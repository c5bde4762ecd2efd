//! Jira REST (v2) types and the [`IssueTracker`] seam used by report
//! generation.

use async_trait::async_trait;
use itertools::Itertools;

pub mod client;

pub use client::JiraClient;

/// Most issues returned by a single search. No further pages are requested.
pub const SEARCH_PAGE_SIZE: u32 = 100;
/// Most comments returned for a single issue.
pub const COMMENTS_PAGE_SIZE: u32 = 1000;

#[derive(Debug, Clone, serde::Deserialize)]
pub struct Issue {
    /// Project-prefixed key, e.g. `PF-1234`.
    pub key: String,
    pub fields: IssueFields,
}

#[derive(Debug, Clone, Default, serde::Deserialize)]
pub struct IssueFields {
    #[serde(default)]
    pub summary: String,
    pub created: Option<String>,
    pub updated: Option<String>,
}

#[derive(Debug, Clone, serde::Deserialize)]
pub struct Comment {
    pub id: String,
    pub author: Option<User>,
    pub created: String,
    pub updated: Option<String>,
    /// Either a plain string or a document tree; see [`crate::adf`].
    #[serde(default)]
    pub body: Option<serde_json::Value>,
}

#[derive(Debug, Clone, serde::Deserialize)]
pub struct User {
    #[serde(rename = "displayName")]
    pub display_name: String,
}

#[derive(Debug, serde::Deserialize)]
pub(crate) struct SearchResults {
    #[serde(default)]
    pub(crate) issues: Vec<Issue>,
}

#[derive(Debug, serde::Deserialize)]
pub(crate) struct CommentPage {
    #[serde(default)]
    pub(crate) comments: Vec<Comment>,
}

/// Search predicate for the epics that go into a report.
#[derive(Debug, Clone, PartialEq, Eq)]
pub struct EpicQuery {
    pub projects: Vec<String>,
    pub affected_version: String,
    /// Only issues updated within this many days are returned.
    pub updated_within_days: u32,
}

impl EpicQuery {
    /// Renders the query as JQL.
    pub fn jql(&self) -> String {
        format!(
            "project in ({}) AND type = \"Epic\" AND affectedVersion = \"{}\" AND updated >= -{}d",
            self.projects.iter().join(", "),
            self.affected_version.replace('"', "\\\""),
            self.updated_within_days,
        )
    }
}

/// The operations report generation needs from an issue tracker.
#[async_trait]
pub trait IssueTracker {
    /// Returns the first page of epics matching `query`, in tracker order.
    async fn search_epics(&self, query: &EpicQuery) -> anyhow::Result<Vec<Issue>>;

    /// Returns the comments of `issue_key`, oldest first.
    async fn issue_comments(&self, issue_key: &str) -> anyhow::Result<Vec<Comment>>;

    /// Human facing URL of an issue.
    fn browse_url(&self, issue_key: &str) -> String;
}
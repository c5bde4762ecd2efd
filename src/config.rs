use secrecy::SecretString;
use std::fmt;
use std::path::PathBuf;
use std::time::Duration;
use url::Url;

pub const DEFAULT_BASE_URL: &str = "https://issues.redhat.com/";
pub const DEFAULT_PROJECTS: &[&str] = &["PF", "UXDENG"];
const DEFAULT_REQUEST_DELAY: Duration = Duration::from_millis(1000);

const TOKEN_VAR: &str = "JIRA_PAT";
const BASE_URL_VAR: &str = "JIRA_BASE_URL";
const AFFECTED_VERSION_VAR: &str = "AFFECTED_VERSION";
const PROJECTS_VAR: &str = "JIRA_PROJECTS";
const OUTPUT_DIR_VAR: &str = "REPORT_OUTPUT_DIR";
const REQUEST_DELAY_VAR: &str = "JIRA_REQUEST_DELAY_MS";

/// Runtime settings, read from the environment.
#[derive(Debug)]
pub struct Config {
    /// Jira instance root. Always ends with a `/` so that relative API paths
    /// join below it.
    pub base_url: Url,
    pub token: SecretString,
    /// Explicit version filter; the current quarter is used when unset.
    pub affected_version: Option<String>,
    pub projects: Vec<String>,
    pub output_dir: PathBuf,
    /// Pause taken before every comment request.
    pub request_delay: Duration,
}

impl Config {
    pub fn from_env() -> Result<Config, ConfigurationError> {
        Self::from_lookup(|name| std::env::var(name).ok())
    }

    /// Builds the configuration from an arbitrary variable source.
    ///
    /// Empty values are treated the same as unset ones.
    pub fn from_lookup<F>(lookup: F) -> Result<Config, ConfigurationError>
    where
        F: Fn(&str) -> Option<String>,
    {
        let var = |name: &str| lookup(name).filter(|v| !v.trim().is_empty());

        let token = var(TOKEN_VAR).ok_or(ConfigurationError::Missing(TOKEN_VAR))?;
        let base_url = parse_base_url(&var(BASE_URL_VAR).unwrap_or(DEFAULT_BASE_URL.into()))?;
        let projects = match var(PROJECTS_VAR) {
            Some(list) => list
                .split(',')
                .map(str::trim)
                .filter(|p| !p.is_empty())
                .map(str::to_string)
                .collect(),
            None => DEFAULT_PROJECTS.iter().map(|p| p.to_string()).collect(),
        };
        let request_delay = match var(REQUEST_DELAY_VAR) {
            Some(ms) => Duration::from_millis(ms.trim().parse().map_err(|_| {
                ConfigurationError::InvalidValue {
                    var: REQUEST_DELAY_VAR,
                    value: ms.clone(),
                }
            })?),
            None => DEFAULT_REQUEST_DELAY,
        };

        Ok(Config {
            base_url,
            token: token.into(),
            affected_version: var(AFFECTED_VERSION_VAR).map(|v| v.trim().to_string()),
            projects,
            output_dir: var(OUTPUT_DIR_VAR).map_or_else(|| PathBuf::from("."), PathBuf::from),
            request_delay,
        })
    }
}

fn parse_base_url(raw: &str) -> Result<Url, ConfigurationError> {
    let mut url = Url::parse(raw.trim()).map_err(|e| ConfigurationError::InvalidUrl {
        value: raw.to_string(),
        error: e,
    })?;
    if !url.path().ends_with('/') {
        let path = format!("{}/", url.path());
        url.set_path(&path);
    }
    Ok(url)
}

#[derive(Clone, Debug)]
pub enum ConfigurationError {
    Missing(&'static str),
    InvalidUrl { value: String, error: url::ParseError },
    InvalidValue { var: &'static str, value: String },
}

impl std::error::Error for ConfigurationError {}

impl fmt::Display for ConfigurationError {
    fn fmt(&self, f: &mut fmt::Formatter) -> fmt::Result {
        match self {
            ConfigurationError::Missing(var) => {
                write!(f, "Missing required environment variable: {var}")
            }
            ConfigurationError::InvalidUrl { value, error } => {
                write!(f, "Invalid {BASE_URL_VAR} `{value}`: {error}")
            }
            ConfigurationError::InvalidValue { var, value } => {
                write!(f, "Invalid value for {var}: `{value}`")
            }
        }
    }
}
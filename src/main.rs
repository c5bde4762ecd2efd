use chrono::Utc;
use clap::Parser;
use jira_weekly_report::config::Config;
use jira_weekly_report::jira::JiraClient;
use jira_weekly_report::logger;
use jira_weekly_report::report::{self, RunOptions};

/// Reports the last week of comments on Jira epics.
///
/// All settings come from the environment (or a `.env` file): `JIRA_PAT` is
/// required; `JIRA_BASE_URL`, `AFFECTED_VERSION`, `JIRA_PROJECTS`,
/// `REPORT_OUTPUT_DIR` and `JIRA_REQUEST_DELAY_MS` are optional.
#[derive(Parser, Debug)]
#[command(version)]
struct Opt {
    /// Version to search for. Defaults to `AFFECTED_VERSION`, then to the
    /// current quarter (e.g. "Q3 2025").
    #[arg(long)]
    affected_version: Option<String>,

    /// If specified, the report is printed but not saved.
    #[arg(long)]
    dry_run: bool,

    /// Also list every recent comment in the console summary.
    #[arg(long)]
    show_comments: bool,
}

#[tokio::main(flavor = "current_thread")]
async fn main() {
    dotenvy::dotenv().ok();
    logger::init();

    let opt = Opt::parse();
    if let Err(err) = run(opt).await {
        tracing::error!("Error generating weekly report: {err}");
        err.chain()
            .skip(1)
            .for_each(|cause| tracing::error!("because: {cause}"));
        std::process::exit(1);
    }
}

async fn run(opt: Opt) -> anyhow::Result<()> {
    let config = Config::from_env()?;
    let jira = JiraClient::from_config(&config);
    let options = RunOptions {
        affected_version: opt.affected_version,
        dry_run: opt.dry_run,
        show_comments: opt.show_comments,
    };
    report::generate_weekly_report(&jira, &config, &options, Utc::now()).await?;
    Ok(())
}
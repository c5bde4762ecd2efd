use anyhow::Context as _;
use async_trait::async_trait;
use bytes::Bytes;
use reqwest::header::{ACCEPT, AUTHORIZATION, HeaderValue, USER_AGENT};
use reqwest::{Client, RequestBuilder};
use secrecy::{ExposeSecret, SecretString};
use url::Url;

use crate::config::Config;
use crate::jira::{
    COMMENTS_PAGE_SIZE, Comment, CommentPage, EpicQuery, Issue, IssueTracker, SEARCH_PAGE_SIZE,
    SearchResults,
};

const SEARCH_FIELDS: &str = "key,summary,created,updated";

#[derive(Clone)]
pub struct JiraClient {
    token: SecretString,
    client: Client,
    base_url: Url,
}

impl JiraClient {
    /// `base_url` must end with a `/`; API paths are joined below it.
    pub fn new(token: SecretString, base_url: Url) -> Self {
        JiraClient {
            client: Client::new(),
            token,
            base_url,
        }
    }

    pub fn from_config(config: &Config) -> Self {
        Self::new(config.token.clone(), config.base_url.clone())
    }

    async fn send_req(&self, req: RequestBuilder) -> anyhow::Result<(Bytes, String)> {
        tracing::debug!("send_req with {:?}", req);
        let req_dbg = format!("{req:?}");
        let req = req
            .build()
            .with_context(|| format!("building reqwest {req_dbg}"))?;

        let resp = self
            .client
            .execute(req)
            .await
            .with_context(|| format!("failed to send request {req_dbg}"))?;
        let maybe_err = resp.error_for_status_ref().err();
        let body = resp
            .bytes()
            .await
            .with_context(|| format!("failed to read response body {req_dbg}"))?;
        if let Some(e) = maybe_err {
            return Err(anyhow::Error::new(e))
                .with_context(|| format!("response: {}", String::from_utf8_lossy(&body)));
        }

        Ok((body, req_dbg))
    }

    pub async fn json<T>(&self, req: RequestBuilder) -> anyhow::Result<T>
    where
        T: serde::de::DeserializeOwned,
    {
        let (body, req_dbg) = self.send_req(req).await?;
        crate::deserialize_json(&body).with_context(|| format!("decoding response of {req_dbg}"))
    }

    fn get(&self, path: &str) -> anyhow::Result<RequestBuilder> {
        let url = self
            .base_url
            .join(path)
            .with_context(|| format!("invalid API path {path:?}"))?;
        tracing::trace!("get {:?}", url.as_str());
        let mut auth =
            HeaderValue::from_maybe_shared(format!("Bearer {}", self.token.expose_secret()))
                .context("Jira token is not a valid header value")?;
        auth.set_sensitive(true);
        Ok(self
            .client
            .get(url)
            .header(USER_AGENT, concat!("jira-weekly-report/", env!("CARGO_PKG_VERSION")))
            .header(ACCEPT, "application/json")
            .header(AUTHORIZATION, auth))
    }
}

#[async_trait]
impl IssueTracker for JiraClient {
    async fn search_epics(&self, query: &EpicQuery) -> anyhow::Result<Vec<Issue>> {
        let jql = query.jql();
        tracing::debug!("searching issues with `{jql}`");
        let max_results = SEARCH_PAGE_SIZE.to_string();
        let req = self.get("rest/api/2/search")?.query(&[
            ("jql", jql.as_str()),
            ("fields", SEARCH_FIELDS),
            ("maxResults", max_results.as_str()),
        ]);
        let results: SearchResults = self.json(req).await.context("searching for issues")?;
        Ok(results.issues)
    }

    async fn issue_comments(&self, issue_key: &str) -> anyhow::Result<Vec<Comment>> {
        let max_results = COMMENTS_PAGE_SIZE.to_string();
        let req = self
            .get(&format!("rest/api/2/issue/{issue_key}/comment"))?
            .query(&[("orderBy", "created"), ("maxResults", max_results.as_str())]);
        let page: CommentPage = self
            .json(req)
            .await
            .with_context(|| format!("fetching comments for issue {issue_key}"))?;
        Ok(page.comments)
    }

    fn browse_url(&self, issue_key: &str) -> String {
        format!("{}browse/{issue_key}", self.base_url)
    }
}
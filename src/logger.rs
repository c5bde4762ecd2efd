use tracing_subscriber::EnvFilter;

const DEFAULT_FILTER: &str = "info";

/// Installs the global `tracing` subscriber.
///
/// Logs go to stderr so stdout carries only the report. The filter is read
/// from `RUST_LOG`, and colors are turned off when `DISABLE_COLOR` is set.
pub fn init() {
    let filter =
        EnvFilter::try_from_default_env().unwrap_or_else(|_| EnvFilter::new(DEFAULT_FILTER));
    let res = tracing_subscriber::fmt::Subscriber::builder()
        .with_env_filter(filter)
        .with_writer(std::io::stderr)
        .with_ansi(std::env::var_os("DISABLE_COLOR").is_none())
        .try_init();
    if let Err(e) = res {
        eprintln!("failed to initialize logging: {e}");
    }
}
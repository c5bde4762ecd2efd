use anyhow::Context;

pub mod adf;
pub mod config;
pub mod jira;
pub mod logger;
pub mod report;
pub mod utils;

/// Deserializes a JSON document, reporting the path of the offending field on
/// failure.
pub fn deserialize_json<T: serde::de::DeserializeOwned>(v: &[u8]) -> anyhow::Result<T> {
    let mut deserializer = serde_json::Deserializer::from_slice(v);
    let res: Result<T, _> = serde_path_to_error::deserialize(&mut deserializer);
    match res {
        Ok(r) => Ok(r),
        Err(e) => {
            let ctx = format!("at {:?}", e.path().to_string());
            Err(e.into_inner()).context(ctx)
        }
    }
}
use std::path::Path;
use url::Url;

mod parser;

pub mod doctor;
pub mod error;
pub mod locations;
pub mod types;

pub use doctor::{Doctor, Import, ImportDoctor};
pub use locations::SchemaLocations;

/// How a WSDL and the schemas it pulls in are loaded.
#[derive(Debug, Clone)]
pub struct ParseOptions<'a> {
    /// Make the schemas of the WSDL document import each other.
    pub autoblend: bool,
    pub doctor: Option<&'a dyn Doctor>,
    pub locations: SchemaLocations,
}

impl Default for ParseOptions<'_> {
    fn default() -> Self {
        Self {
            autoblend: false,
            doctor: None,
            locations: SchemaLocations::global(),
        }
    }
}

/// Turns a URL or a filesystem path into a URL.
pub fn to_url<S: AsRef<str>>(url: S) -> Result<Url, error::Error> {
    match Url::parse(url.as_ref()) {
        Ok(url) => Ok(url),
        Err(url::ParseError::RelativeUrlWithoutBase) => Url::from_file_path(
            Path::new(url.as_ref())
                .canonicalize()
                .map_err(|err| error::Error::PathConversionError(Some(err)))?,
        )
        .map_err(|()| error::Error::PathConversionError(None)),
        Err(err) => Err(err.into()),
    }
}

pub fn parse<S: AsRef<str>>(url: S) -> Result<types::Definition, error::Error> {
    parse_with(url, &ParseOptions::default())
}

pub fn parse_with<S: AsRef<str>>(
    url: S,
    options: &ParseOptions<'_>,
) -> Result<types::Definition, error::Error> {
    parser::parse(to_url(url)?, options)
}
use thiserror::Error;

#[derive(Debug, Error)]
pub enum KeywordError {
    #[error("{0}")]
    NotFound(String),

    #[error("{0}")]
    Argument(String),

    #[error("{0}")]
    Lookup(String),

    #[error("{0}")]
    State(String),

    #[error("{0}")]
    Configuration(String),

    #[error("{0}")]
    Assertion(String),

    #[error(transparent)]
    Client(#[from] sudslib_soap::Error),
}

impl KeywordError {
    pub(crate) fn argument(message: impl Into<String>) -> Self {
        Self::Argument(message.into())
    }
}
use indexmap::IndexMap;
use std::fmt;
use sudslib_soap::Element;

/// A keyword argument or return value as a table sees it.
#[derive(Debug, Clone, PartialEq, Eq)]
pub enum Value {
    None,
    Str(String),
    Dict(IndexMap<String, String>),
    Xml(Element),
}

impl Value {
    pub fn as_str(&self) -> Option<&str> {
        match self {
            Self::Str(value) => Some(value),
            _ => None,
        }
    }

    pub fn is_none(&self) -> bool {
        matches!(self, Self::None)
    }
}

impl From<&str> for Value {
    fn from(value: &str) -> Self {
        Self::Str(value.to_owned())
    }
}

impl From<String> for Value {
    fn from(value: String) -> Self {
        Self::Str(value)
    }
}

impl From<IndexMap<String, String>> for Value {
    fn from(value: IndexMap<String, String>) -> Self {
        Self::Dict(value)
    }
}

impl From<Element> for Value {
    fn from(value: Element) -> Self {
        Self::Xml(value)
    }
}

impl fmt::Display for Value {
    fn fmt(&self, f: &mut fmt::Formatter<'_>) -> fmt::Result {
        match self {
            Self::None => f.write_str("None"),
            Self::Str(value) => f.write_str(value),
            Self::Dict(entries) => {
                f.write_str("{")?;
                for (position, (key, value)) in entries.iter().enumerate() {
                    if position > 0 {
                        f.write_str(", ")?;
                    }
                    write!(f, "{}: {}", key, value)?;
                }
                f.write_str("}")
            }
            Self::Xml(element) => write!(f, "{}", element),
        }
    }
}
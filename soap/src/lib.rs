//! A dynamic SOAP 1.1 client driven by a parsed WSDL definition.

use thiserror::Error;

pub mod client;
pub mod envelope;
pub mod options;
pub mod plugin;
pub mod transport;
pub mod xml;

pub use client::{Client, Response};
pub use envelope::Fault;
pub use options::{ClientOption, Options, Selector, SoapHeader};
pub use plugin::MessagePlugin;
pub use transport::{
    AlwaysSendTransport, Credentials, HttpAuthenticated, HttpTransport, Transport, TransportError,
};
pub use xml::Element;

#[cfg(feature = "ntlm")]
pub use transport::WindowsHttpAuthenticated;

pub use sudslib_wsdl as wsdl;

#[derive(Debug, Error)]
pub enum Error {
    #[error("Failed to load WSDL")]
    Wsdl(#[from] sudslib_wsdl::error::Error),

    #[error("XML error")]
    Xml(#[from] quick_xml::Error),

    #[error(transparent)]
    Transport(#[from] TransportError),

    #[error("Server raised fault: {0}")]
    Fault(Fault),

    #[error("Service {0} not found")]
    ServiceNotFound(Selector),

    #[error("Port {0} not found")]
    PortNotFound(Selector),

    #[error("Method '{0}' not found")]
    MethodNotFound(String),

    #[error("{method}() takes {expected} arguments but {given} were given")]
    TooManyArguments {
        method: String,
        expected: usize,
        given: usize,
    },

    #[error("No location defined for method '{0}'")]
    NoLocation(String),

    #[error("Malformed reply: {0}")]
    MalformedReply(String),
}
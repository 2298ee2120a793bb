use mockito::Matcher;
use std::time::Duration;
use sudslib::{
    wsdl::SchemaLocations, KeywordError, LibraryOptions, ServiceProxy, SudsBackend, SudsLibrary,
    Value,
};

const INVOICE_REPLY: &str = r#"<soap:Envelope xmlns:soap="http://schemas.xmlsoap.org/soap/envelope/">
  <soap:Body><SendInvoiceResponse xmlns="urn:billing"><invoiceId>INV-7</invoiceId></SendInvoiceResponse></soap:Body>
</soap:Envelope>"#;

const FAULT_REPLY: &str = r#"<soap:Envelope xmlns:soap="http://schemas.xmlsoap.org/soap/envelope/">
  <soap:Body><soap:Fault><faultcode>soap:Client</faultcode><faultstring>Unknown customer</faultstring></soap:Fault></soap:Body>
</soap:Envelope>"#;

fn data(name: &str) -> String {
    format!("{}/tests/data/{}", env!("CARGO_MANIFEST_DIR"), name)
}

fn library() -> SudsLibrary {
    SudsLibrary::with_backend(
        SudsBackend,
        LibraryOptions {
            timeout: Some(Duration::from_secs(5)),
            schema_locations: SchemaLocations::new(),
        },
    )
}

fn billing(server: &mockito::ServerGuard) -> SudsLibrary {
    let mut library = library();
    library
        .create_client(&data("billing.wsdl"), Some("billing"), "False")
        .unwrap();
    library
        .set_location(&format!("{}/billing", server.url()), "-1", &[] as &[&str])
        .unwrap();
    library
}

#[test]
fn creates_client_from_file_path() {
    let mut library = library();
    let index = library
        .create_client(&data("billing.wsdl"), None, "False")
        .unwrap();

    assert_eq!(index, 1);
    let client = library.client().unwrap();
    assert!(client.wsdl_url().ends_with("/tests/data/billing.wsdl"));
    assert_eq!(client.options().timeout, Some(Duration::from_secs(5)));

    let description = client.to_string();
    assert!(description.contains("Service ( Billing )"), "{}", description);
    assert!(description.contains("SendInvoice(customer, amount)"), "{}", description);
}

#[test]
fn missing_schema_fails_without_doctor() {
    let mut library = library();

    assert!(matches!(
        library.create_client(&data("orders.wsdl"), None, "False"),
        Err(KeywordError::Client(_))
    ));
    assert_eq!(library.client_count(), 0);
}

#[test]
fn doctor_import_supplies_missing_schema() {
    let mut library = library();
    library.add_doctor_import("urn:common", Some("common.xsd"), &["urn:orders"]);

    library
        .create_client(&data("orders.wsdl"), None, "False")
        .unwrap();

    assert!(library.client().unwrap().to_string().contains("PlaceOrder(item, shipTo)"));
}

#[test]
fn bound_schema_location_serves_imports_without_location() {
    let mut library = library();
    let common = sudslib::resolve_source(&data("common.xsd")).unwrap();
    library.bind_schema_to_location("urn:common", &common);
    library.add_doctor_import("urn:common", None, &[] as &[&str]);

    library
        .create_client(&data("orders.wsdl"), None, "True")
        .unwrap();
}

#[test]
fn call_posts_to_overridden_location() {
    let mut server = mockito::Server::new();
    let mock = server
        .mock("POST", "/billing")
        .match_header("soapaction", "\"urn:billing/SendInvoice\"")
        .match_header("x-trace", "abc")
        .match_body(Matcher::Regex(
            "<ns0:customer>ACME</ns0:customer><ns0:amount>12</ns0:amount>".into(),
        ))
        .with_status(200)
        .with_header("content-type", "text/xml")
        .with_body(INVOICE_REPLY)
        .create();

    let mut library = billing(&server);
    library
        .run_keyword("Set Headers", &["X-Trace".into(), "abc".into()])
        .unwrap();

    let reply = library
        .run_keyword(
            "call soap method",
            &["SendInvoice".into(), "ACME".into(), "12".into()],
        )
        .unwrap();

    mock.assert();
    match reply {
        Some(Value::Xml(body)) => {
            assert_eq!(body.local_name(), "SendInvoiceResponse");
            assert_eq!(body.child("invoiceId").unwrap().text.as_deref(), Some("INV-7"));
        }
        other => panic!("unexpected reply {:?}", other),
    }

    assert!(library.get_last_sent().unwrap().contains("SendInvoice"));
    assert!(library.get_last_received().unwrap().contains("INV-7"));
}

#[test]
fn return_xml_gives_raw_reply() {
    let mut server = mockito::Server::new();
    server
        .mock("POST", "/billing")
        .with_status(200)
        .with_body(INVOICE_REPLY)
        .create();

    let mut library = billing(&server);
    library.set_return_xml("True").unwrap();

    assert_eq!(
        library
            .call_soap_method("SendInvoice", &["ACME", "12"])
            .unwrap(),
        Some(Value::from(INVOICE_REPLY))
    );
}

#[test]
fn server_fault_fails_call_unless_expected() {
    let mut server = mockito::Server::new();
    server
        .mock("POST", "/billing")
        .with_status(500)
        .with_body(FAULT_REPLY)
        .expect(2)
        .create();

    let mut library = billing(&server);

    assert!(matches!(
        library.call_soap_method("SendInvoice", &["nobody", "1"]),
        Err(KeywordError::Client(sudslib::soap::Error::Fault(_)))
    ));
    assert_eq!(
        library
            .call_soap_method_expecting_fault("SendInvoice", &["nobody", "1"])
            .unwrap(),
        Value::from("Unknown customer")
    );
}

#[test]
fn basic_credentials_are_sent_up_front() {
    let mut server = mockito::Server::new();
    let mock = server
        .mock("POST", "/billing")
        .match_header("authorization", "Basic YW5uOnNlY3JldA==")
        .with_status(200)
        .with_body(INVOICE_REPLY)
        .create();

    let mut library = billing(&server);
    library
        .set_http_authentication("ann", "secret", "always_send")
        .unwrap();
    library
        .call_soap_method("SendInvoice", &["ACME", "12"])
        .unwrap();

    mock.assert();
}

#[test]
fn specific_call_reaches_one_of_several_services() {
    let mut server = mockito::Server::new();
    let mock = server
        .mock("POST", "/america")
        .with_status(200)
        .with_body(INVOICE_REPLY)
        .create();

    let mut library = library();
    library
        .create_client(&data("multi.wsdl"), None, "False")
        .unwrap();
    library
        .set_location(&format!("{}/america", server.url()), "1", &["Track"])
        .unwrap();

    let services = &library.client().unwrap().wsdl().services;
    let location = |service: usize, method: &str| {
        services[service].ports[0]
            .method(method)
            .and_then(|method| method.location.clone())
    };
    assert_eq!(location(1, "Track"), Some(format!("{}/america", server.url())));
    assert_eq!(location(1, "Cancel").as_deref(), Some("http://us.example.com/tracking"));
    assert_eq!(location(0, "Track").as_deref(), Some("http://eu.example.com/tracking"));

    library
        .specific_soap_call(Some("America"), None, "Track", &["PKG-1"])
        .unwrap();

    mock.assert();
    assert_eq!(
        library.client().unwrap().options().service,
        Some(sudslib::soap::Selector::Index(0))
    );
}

········

### Try it
Provide the count, and nothing else, of lines in the data above where the word "Matcher" occurs.

### Answer
2